El tercer aspecto radica en lo ambiental. Se estima que el gigante lanudo cumplió en el pasado el mismo papel que cumplen sus primos en las sabanas africanas, el de fertilizar el suelo con sus desechos y limpiarlo a base de mover la materia vegetal en el suelo, contribuyendo al cuidado del ecosistema. Introducir al mamut en las heladas tierras siberianas podría mitigar el deterioro ambiental surgido por nuestras actividades. Dicha idea parece ser respaldada por experimentos llevados a cabo con renos, bisontes y caballos yakutos en el terreno siberiano, animales que alguna vez formaron parte de dicho ecosistema. Su reintroducción ha probado mejoras en la calidad del ecosistema como el enfriamiento del permafrost.
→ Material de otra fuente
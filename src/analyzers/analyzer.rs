use anyhow::{Result, bail};
use std::path::{Path, PathBuf};
use tracing::{debug, info, info_span};

use crate::analyzers::types::{Breakdown, StudentReport};
use crate::config::Overrides;
use crate::parser::{parse_free_text, parse_grading_other, parse_grading_tasks, parse_students};
use crate::resolver::Resolver;

/// Roster file names, tried in order.
pub const ROSTER_FILES: &[&str] = &["students.csv", "example-students.csv"];

/// Options of one grading run.
#[derive(Debug, Clone)]
pub struct GradingOptions {
    pub allowed_statuses: Vec<String>,
    pub overrides: Overrides,
}

impl Default for GradingOptions {
    fn default() -> Self {
        Self {
            allowed_statuses: crate::config::DEFAULT_ALLOWED_STATUSES
                .iter()
                .map(|s| s.to_string())
                .collect(),
            overrides: Overrides::default(),
        }
    }
}

/// Finds the roster inside `input_dir`.
///
/// # Errors
///
/// Fails when the directory or every roster candidate is missing.
pub fn locate_roster(input_dir: &Path) -> Result<PathBuf> {
    if !input_dir.is_dir() {
        bail!("input directory '{}' does not exist", input_dir.display());
    }
    match ROSTER_FILES
        .iter()
        .map(|name| input_dir.join(name))
        .find(|path| path.is_file())
    {
        Some(path) => Ok(path),
        None => bail!(
            "could not find {} in {}",
            ROSTER_FILES.join(" or "),
            input_dir.display()
        ),
    }
}

/// Loads the roster and grades every student in roster order.
///
/// Missing per-student files are not errors; a student without any file
/// still gets a (zero) result.
pub fn grade_course(input_dir: &Path, options: &GradingOptions) -> Result<Vec<StudentReport>> {
    let roster = locate_roster(input_dir)?;
    info!(path = %roster.display(), "Loading students");
    let students = parse_students(&roster, &options.allowed_statuses)?;
    info!(count = students.len(), "Identified students");

    let resolver = Resolver::new(input_dir, &options.overrides);
    let mut reports = Vec::with_capacity(students.len());

    for student in students {
        let span = info_span!("student", username = %student.username);
        let _enter = span.enter();

        let files = resolver.resolve(&student.username, &student.first_name, &student.last_name);
        if files.is_empty() {
            debug!("No grading files found");
        } else {
            info!(
                other = files.other.is_some(),
                tasks = files.tasks.is_some(),
                text = files.text.is_some(),
                "Found grading files"
            );
        }

        let other = files.other.as_deref().map(parse_grading_other).transpose()?;
        let tasks = match files.tasks.as_deref() {
            Some(path) => parse_grading_tasks(path)?,
            None => Vec::new(),
        };
        let free_text = files.text.as_deref().map(parse_free_text).transpose()?;

        let breakdown = Breakdown::from_tables(other.as_deref(), &tasks);
        let result = breakdown.aggregate();
        debug!(
            total_pct = result.total_pct,
            grade = %result.letter_grade,
            "Student graded"
        );

        reports.push(StudentReport {
            student,
            files,
            breakdown,
            result,
            free_text,
        });
    }

    Ok(reports)
}

#[cfg(test)]
mod tests {
    use super::*;
    use std::fs;

    #[test]
    fn test_locate_roster_prefers_students_csv() {
        let dir = tempfile::tempdir().unwrap();
        fs::write(dir.path().join("students.csv"), "Username\n").unwrap();
        fs::write(dir.path().join("example-students.csv"), "Username\n").unwrap();
        assert_eq!(locate_roster(dir.path()).unwrap(), dir.path().join("students.csv"));
    }

    #[test]
    fn test_locate_roster_falls_back_to_example() {
        let dir = tempfile::tempdir().unwrap();
        fs::write(dir.path().join("example-students.csv"), "Username\n").unwrap();
        assert_eq!(
            locate_roster(dir.path()).unwrap(),
            dir.path().join("example-students.csv")
        );
    }

    #[test]
    fn test_locate_roster_errors() {
        let dir = tempfile::tempdir().unwrap();
        let err = locate_roster(dir.path()).unwrap_err();
        assert!(err.to_string().contains("students.csv"));

        let err = locate_roster(&dir.path().join("missing")).unwrap_err();
        assert!(err.to_string().contains("does not exist"));
    }

    #[test]
    fn test_grade_course_student_without_files() {
        let dir = tempfile::tempdir().unwrap();
        fs::write(
            dir.path().join("students.csv"),
            "Username;First name;Last name;Status\nalice;Alice;Smith;autor\n",
        )
        .unwrap();

        let reports = grade_course(dir.path(), &GradingOptions::default()).unwrap();
        assert_eq!(reports.len(), 1);
        assert!(reports[0].files.is_empty());
        assert_eq!(reports[0].result.total_pct, 0.0);
        assert_eq!(reports[0].result.letter_grade, "5.0");
        assert!(reports[0].free_text.is_none());
    }
}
Finalmente, se puede pensar en un último factor: el sentido de redención o responsabilidad humana. Se estima que fuera de África, donde los grandes animales eran conscientes de nuestra amenaza como cazadores, la desaparición de la megafauna -a la que pertenece el mamut lanudo- fue causa directa del ser humano. Esta hipótesis respaldada por historiadores como Yuval Harari, afirma que la extinción del mamut, junto a otras muchas especies de la edad del hielo, es nuestra responsabilidad directa. La resurrección del animal se podría pensar en ese caso como un deber, sino como una obligación moral.
Independiente de la postura que se tome para la justificación del acto, la resurrección del mamut es solo uno de los tantos ejemplos de nuestro impacto como humanidad sobre el sistema biótico. De esta forma, ya no solo eliminamos especies, sino que las resucitamos de acuerdo a nuestros preceptos morales sobre cómo ha de ser el mundo natural. En un futuro, cuando se hable del antropoceno, se contará la historia de cómo en el registro fósil aparecerán criaturas desaparecidas hace miles de años por acciones de laboratorio de un montón de simios calvos híper-desarrollados cognitivamente.